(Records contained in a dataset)
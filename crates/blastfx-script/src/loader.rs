//! RON script loader

use crate::error::Result;
use crate::schema::alias::AliasDefs;
use crate::schema::explosion::{ExplosionDef, ExplosionDefs};
use std::fs;
use std::path::Path;

/// Loader for RON explosion scripts
///
/// A parse error in a file rejects the whole file: no partial definitions
/// from it are registered.
#[derive(Debug, Default)]
pub struct Loader {
    explosions: ExplosionDefs,
    aliases: AliasDefs,
}

impl Loader {
    /// Create a new loader
    pub fn new() -> Self {
        Self::default()
    }

    /// Load a single RON file, sniffing its kind from the filename
    pub fn load_file(&mut self, path: impl AsRef<Path>) -> Result<()> {
        let path = path.as_ref();
        let content = fs::read_to_string(path)?;

        let filename = path.file_name().and_then(|n| n.to_str()).unwrap_or("");

        if filename.contains("alias") {
            self.load_aliases_str(&content)
        } else {
            self.load_explosions_str(&content)
        }
    }

    /// Load explosion definitions from a RON string
    pub fn load_explosions_str(&mut self, content: &str) -> Result<()> {
        #[derive(serde::Deserialize)]
        struct ExplosionFile {
            explosions: Vec<ExplosionDef>,
        }

        let file: ExplosionFile = ron::from_str(content)?;
        for def in file.explosions {
            self.explosions.insert(def)?;
        }
        Ok(())
    }

    /// Load alias tables from a RON string, extending existing tables
    pub fn load_aliases_str(&mut self, content: &str) -> Result<()> {
        let defs: AliasDefs = ron::from_str(content)?;
        self.aliases.projectiles.extend(defs.projectiles);
        self.aliases.generators.extend(defs.generators);
        Ok(())
    }

    /// Load all RON files from a directory, recursively
    pub fn load_directory(&mut self, path: impl AsRef<Path>) -> Result<()> {
        let path = path.as_ref();

        if !path.is_dir() {
            return Err(crate::Error::Io(std::io::Error::new(
                std::io::ErrorKind::NotFound,
                format!("Not a directory: {:?}", path),
            )));
        }

        for entry in fs::read_dir(path)? {
            let entry = entry?;
            let file_path = entry.path();

            if file_path.extension().map(|e| e == "ron").unwrap_or(false) {
                self.load_file(&file_path)?;
            } else if file_path.is_dir() {
                self.load_directory(&file_path)?;
            }
        }

        Ok(())
    }

    /// Current definitions (for inspection during loading)
    pub fn explosions(&self) -> &ExplosionDefs {
        &self.explosions
    }

    /// Finish loading and return the definition and alias tables
    pub fn finish(self) -> (ExplosionDefs, AliasDefs) {
        (self.explosions, self.aliases)
    }
}

#[cfg(test)]
mod tests {
    use super::*;

    #[test]
    fn test_load_explosions() {
        let content = r#"
        (
            explosions: [
                (
                    tag: "small_burst",
                    spawns: [
                        (
                            name: "flame",
                            class: Some("heatcloud"),
                            count: 3,
                            ground: true,
                            properties: {
                                "heat": "d0.3r1",
                                "size": "5",
                            },
                        ),
                    ],
                    groundflash: Some((
                        ttl: 30,
                        flash_size: 20.0,
                        flash_alpha: 0.5,
                    )),
                    use_default_explosions: true,
                ),
                (
                    tag: "splash",
                    spawns: [
                        (name: "bubble", water: true, underwater: true),
                    ],
                ),
            ]
        )
        "#;

        let mut loader = Loader::new();
        loader.load_explosions_str(content).unwrap();
        let (defs, _) = loader.finish();

        assert_eq!(defs.len(), 2);
        let burst = defs.get("small_burst").unwrap();
        assert_eq!(burst.spawns.len(), 1);
        assert_eq!(burst.spawns[0].count, 3);
        assert_eq!(burst.spawns[0].class_name(), "heatcloud");
        assert_eq!(
            burst.spawns[0].properties.get("heat").unwrap(),
            "d0.3r1"
        );
        assert_eq!(burst.groundflash.as_ref().unwrap().ttl, 30);
        assert!(burst.use_default_explosions);

        let splash = defs.get("splash").unwrap();
        assert_eq!(splash.spawns[0].count, 1);
        assert!(!splash.use_default_explosions);
    }

    #[test]
    fn test_duplicate_tag_rejected() {
        let content = r#"
        (
            explosions: [
                (tag: "dup"),
                (tag: "dup"),
            ]
        )
        "#;

        let mut loader = Loader::new();
        let err = loader.load_explosions_str(content).unwrap_err();
        assert!(matches!(err, crate::Error::DuplicateDefinition(_)));
    }

    #[test]
    fn test_parse_error_rejects_file() {
        let mut loader = Loader::new();
        assert!(loader.load_explosions_str("(explosions: [ (tag: ]").is_err());
        assert!(loader.explosions().is_empty());
    }
}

_Work request_
Go through the data above and copy each line that holds the word "count".

_Task solution_
                            count: 3,
        assert_eq!(burst.spawns[0].count, 3);
        assert_eq!(splash.spawns[0].count, 1);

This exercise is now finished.